KAPLAN: Golly. That's hard. I think it would be fair to say I have liked almost my entire career at Northern, with the exception of the Wingfield administration which was fairly stressful for all of us. Particularly those of us who had been part of the La Tourette administration and were disappointed in that appointment but were then dumbfounded as we did not know how to behave. Years later, I was watching a TV program on the last days of the Nixon administration and I'm sitting there watching it and I thought, Jeez, I should have taken notes," because on a, obviously, much bigger scale but in many ways, the chaos in the Nixon administration, the last days of the Nixon administration was, to me, very representative of the last days of the Wingfield administration. In that what you have is a bunch of career administrators who, whether they are wild about the leadership or not, believe that their job is to do their job and you're trying to do the best you can under the circumstances, and you have a long history in which you have relationships outside the building and outside the university and with agency heads and people in the community and so on and so on, and you're trying to support the leadership and at the same time, you'd like to be able to explain what you're doing in case somebody asks or somebody you know, or somebody you've been working with for years, you need to feel comfortable but you can make a sensible statement and not have everybody wonder if you lost track of the ball. And that got to be harder and harder to do, so an enormous amount of time under those circumstances gets spent in either handwringing or general efforts to cover your tail in that things that we used to get done with a phone call, we now sent a memo. Things that we used to get done by sending a memo to the party who needed to do something, we now send a memo with four copies to my supervisor, your supervisor, everybody else's supervisor. Things that we used to get done by sending a memo that said, "With regard to the following, I am going to do this or that." you now said, "With regard to the following, I will be doing this or that unless I hear something to the contrary," or, "Please advise by Friday the fourteenth." Or something like that.

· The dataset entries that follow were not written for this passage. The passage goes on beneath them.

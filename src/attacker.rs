use std::sync::Arc;

use chrono::{DateTime, Local, TimeDelta};
use log::{info, trace};
use parking_lot::Mutex;

use crate::codec::parse_layers;
use crate::connection::ConnectionTable;
use crate::error::ParseError;
use crate::flow_key::FlowKey;
use crate::iface::Bridge;
use crate::modifier::Verdict;
use crate::packet_view::{Direction, PacketView, Provenance};
use crate::rule::{Command, ConnOp};

/// `sec.usec`, the way the control channel reports times.
fn format_time(secs: i64, micros: u32) -> String {
    format!("{}.{:06}", secs, micros)
}

fn format_delta(d: TimeDelta) -> String {
    format_time(d.num_seconds(), d.subsec_nanos().unsigned_abs() / 1000)
}

// ==========================================
// 全局上下文：连接表 + 网桥 + 最近一次收包时间
// ==========================================
pub struct Attacker {
    table: ConnectionTable,
    bridge: Arc<Bridge>,
    last_packet: Mutex<DateTime<Local>>,
}

impl Attacker {
    pub fn new(bridge: Arc<Bridge>) -> Self {
        Self {
            table: ConnectionTable::new(),
            bridge,
            last_packet: Mutex::new(Local::now()),
        }
    }

    pub fn bridge(&self) -> &Arc<Bridge> {
        &self.bridge
    }

    pub fn table(&self) -> &ConnectionTable {
        &self.table
    }

    pub fn last_packet(&self) -> DateTime<Local> {
        *self.last_packet.lock()
    }

    /// Entry point for every frame heard on the `dir` interface.
    pub fn handle_frame(&self, frame: Vec<u8>, dir: Direction) {
        let provenance = Provenance::received(dir);
        *self.last_packet.lock() = provenance.captured_at;

        match parse_layers(&frame) {
            Ok(layers) => {
                let view = PacketView::from_parts(frame, layers, provenance);
                let verdict = self.process(view);
                self.dispatch(verdict);
            }
            Err(ParseError::Unsupported) => {
                self.bridge.send_frame(provenance.snd, &frame, false);
            }
            Err(e) => trace!("dropping {} byte frame: {}", frame.len(), e),
        }
    }

    /// Runs a TCP packet through its connection. A SYN creates the
    /// connection; anything else for an unknown pair is relayed as is.
    pub fn process(&self, view: PacketView) -> Verdict {
        let key = FlowKey::from(&view);
        let create = view.is_syn();
        self.table.with_connection(key, create, |conn| match conn {
            Some(conn) => conn.new_packet(view),
            None => Verdict::Forward(view),
        })
    }

    pub fn dispatch(&self, verdict: Verdict) {
        match verdict {
            Verdict::Forward(view) => {
                self.bridge.forward_raw(&view);
            }
            Verdict::Rewritten(view) => {
                self.bridge.repack_and_send(view, false);
            }
            Verdict::Suppress => {}
            Verdict::FanOut(views) => {
                for view in views {
                    self.bridge.repack_and_send(view, true);
                }
            }
        }
    }

    /// Carries out a control command, returning the reply body.
    pub fn execute(&self, cmd: Command) -> String {
        match cmd {
            Command::Active => {
                let last = self.last_packet();
                format!(
                    "{}\n",
                    format_time(last.timestamp(), last.timestamp_subsec_micros())
                )
            }
            Command::ClearAll => {
                let flushed = self.table.clear_all();
                self.dispatch(Verdict::FanOut(flushed));
                info!("all connections cleared");
                String::new()
            }
            Command::Connection { key, proto, op } => {
                self.table.install(key, proto, |conn| match op {
                    ConnOp::Install(rule) => {
                        info!(
                            "new rule installed: {} -> {} ({:?}), {} -> {}, {:?}",
                            key.src, key.dst, proto, rule.window.start, rule.window.stop, rule.action
                        );
                        conn.install(rule, &self.bridge);
                        String::new()
                    }
                    ConnOp::Print(on) => {
                        conn.set_print(on);
                        String::new()
                    }
                    ConnOp::Clear => {
                        let flushed = conn.clear();
                        self.dispatch(Verdict::FanOut(flushed));
                        info!("rules cleared for {} <-> {}", key.src, key.dst);
                        String::new()
                    }
                    ConnOp::Time => {
                        let (elapsed, bytes) = conn.elapsed_and_bytes();
                        format!("{}\n{}\n", format_delta(elapsed), bytes)
                    }
                    ConnOp::State(state) => {
                        conn.set_state(state);
                        String::new()
                    }
                })
            }
        }
    }
}

#[cfg(test)]
mod tests {
    use std::net::Ipv4Addr;

    use super::*;
    use crate::codec::header::{TCP_ACK, TCP_SYN};
    use crate::codec::testutil::{frame, pure_ack};
    use crate::connection::ProtocolState;
    use crate::iface::memory::MemoryInterface;
    use crate::rule::parse_command;

    const FLOW: &str = "1.2.3.4,5.6.7.8,TCP";

    fn run(attacker: &Attacker, line: &str) -> String {
        attacker.execute(parse_command(line).unwrap())
    }

    fn handshake(attacker: &Attacker) {
        for v in [
            frame(Direction::Forward, 100, 0, TCP_SYN, &[]),
            frame(Direction::Backward, 900, 101, TCP_SYN | TCP_ACK, &[]),
            pure_ack(Direction::Forward, 101, 901),
        ] {
            attacker.handle_frame(v.as_bytes().to_vec(), v.dir());
        }
    }

    fn acks(sent: &[(Vec<u8>, bool)]) -> Vec<u32> {
        sent.iter()
            .map(|(f, _)| {
                crate::codec::parse(f.clone(), Provenance::received(Direction::Forward))
                    .unwrap()
                    .ack()
            })
            .collect()
    }

    #[test]
    fn untouched_traffic_is_relayed() {
        let (bridge, fwd, back) = MemoryInterface::bridge();
        let attacker = Attacker::new(bridge);
        handshake(&attacker);
        assert_eq!(back.sent().len(), 2);
        assert_eq!(fwd.sent().len(), 1);
        assert_eq!(attacker.table().len(), 1);

        let mut arp = pure_ack(Direction::Forward, 1, 1).as_bytes().to_vec();
        arp[12..14].copy_from_slice(&0x0806u16.to_be_bytes());
        attacker.handle_frame(arp.clone(), Direction::Forward);
        assert_eq!(back.sent().last(), Some(&(arp, false)));

        attacker.handle_frame(vec![0u8; 10], Direction::Forward);
        assert_eq!(back.sent().len(), 3);

        let mut bad_version = pure_ack(Direction::Forward, 101, 901).as_bytes().to_vec();
        bad_version[14] = 0x65;
        attacker.handle_frame(bad_version, Direction::Forward);
        assert_eq!(back.sent().len(), 3);
    }

    #[test]
    fn drop_everything_rule_suppresses_acks() {
        let (bridge, _fwd, back) = MemoryInterface::bridge();
        let attacker = Attacker::new(bridge);
        handshake(&attacker);
        run(&attacker, &format!("{FLOW},0,0,*,DROP,p=100"));
        let before = back.sent().len();
        for ack in [1000, 2000, 3000] {
            let v = pure_ack(Direction::Forward, 101, ack);
            attacker.handle_frame(v.as_bytes().to_vec(), Direction::Forward);
        }
        assert_eq!(back.sent().len(), before);

        let data = frame(Direction::Forward, 101, 3000, TCP_ACK, b"payload");
        attacker.handle_frame(data.as_bytes().to_vec(), Direction::Forward);
        assert_eq!(back.sent().len(), before + 1);
    }

    #[test]
    fn division_splits_on_the_wire() {
        let (bridge, _fwd, back) = MemoryInterface::bridge();
        let attacker = Attacker::new(bridge);
        handshake(&attacker);
        let v = pure_ack(Direction::Forward, 101, 1000);
        attacker.handle_frame(v.as_bytes().to_vec(), Direction::Forward);
        run(&attacker, &format!("{FLOW},0,0,*,DIV,bpc=100"));

        let before = back.sent().len();
        let v = pure_ack(Direction::Forward, 101, 2000);
        attacker.handle_frame(v.as_bytes().to_vec(), Direction::Forward);
        let sent = back.sent();
        let out = &sent[before..];
        assert_eq!(out.len(), 10);
        assert!(out.iter().all(|(_, allow_drop)| *allow_drop));
        let got = acks(out);
        assert_eq!(got.first(), Some(&1100));
        assert_eq!(got.last(), Some(&2000));
    }

    #[test]
    fn preack_drop_repeats() {
        let (bridge, _fwd, back) = MemoryInterface::bridge();
        let attacker = Attacker::new(bridge);
        handshake(&attacker);
        let data = frame(Direction::Backward, 901, 101, TCP_ACK, &[0u8; 100]);
        attacker.handle_frame(data.as_bytes().to_vec(), Direction::Backward);
        run(&attacker, &format!("{FLOW},0,0,*,PREACK,amt=0&method=3"));

        let before = back.sent().len();
        for _ in 0..3 {
            let v = pure_ack(Direction::Forward, 101, 950);
            attacker.handle_frame(v.as_bytes().to_vec(), Direction::Forward);
        }
        let sent = back.sent();
        let out = &sent[before..];
        assert_eq!(acks(out), vec![1001]);
        assert!(!out[0].1);
    }

    #[test]
    fn limit_ack_holds_the_line() {
        let (bridge, _fwd, back) = MemoryInterface::bridge();
        let attacker = Attacker::new(bridge);
        handshake(&attacker);
        run(&attacker, &format!("{FLOW},0,0,*,LIMITACK,"));
        let before = back.sent().len();
        for ack in [1500, 2500] {
            let v = pure_ack(Direction::Forward, 101, ack);
            attacker.handle_frame(v.as_bytes().to_vec(), Direction::Forward);
        }
        assert_eq!(acks(&back.sent()[before..]), vec![1500, 1500]);
    }

    #[test]
    fn limit_ack_freezes_each_direction_at_its_own_ack() {
        let (bridge, fwd, back) = MemoryInterface::bridge();
        let attacker = Attacker::new(bridge);
        handshake(&attacker);
        run(&attacker, &format!("{FLOW},0,0,*,LIMITACK,"));
        let (back_before, fwd_before) = (back.sent().len(), fwd.sent().len());

        let v = pure_ack(Direction::Forward, 101, 1500);
        attacker.handle_frame(v.as_bytes().to_vec(), Direction::Forward);
        for _ in 0..2 {
            let v = pure_ack(Direction::Backward, 901, 101);
            attacker.handle_frame(v.as_bytes().to_vec(), Direction::Backward);
        }
        assert_eq!(acks(&back.sent()[back_before..]), vec![1500]);
        assert_eq!(acks(&fwd.sent()[fwd_before..]), vec![101, 101]);
    }

    #[test]
    fn time_state_and_clear_commands() {
        let (bridge, _fwd, back) = MemoryInterface::bridge();
        let attacker = Attacker::new(bridge);
        handshake(&attacker);
        let data = frame(Direction::Backward, 901, 101, TCP_ACK, &[0u8; 40]);
        attacker.handle_frame(data.as_bytes().to_vec(), Direction::Backward);

        let reply = run(&attacker, &format!("{FLOW},0,0,*,TIME,"));
        let lines: Vec<&str> = reply.lines().collect();
        assert_eq!(lines.len(), 2);
        assert!(lines[0].contains('.'));
        assert_eq!(lines[1], "40");

        run(&attacker, &format!("{FLOW},0,0,STATE_SLOW_START,STATE,"));
        let conn = attacker
            .table()
            .find(FlowKey::new(Ipv4Addr::new(1, 2, 3, 4), Ipv4Addr::new(5, 6, 7, 8)))
            .unwrap();
        assert_eq!(conn.tracking().lock().state, ProtocolState::SlowStart);

        run(&attacker, &format!("{FLOW},0,0,*,BURST,num=10"));
        let v = pure_ack(Direction::Forward, 101, 941);
        attacker.handle_frame(v.as_bytes().to_vec(), Direction::Forward);
        let before = back.sent().len();
        run(&attacker, &format!("{FLOW},0,0,*,CLEAR,"));
        assert_eq!(acks(&back.sent()[before..]), vec![941]);

        assert!(run(&attacker, "*,*,TCP,0,0,*,ACTIVE,").ends_with('\n'));
        run(&attacker, "*,*,TCP,0,0,*,CLEAR,");
        assert!(attacker.table().is_empty());
    }

    #[test]
    fn clear_all_leaves_no_injector_behind() {
        use std::thread;
        use std::time::{Duration, Instant};

        let (bridge, fwd, _back) = MemoryInterface::bridge();
        let attacker = Attacker::new(bridge);
        handshake(&attacker);
        assert_eq!(
            run(&attacker, &format!("{FLOW},1,0,*,INJECT,dir=1&freq=1")),
            ""
        );
        let v = pure_ack(Direction::Forward, 101, 901);
        attacker.handle_frame(v.as_bytes().to_vec(), Direction::Forward);

        let deadline = Instant::now() + Duration::from_secs(5);
        while fwd.sent().len() < 4 {
            assert!(Instant::now() < deadline, "injector never sent");
            thread::sleep(Duration::from_millis(1));
        }
        run(&attacker, "*,*,TCP,0,0,*,CLEAR,");
        assert!(attacker.table().is_empty());
        let sent = fwd.sent().len();
        thread::sleep(Duration::from_millis(20));
        assert_eq!(fwd.sent().len(), sent);
    }

    #[test]
    fn contended_clock_still_records_the_frame() {
        use std::thread;
        use std::time::Duration;

        let (bridge, _fwd, _back) = MemoryInterface::bridge();
        let attacker = Attacker::new(bridge);
        let before = attacker.last_packet();
        thread::sleep(Duration::from_millis(2));

        let held = attacker.last_packet.lock();
        thread::scope(|s| {
            let worker = s.spawn(|| {
                let v = pure_ack(Direction::Forward, 1, 2);
                attacker.handle_frame(v.as_bytes().to_vec(), Direction::Forward);
            });
            thread::sleep(Duration::from_millis(20));
            drop(held);
            worker.join().unwrap();
        });
        assert!(attacker.last_packet() > before);
    }

    #[test]
    fn time_formats() {
        assert_eq!(format_time(12, 5), "12.000005");
        assert_eq!(format_delta(TimeDelta::milliseconds(1500)), "1.500000");
    }
}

That kind of interaction just snowballed. Meetings where you would get together with a bunch of people on the committee or something to do something, the first fifteen minutes would be absorbed by handwringing. As in what are you going to do? Are you going to stay? "I have to stay. My spouse has a job in somewhere or the other. We can't leave now." Or, "My kid has got two more years in high school or we just bought a house." There was just all of this general angst going on around the table. It was a period in which the atmosphere was so totally different from anything before or after that I didn't recognize it—I certainly recognized that it was different from anything before and in retrospect, it was different from anything after but it was only when I was watching this TV thing on the Nixon administration that it occurred to me that all institutional dysfunction is the same. You only know yours, but the reality is that people react, I think, probably, in very similar ways when there's a breakdown in understanding of and ability to follow the leader. People don't know quite what to do. Particularly if it's not in their genes to be anything other than, if not helpful, at least to follow orders. Not that there are that many orders at the university life. There really aren't. There are a lot more requests than directives but I did have some colleagues who gave some thought, who were so horrified by what was generally going on and how dysfunctional it was that they really thought we should somehow or other do what we could to undermine that presidency, to make it end. The way most people deal with that sort of situation is they leave. If you can't support the people you're working with, the first thing you should do is get out, which, of course, we're watching, if you hadn't noticed, on the national level right now.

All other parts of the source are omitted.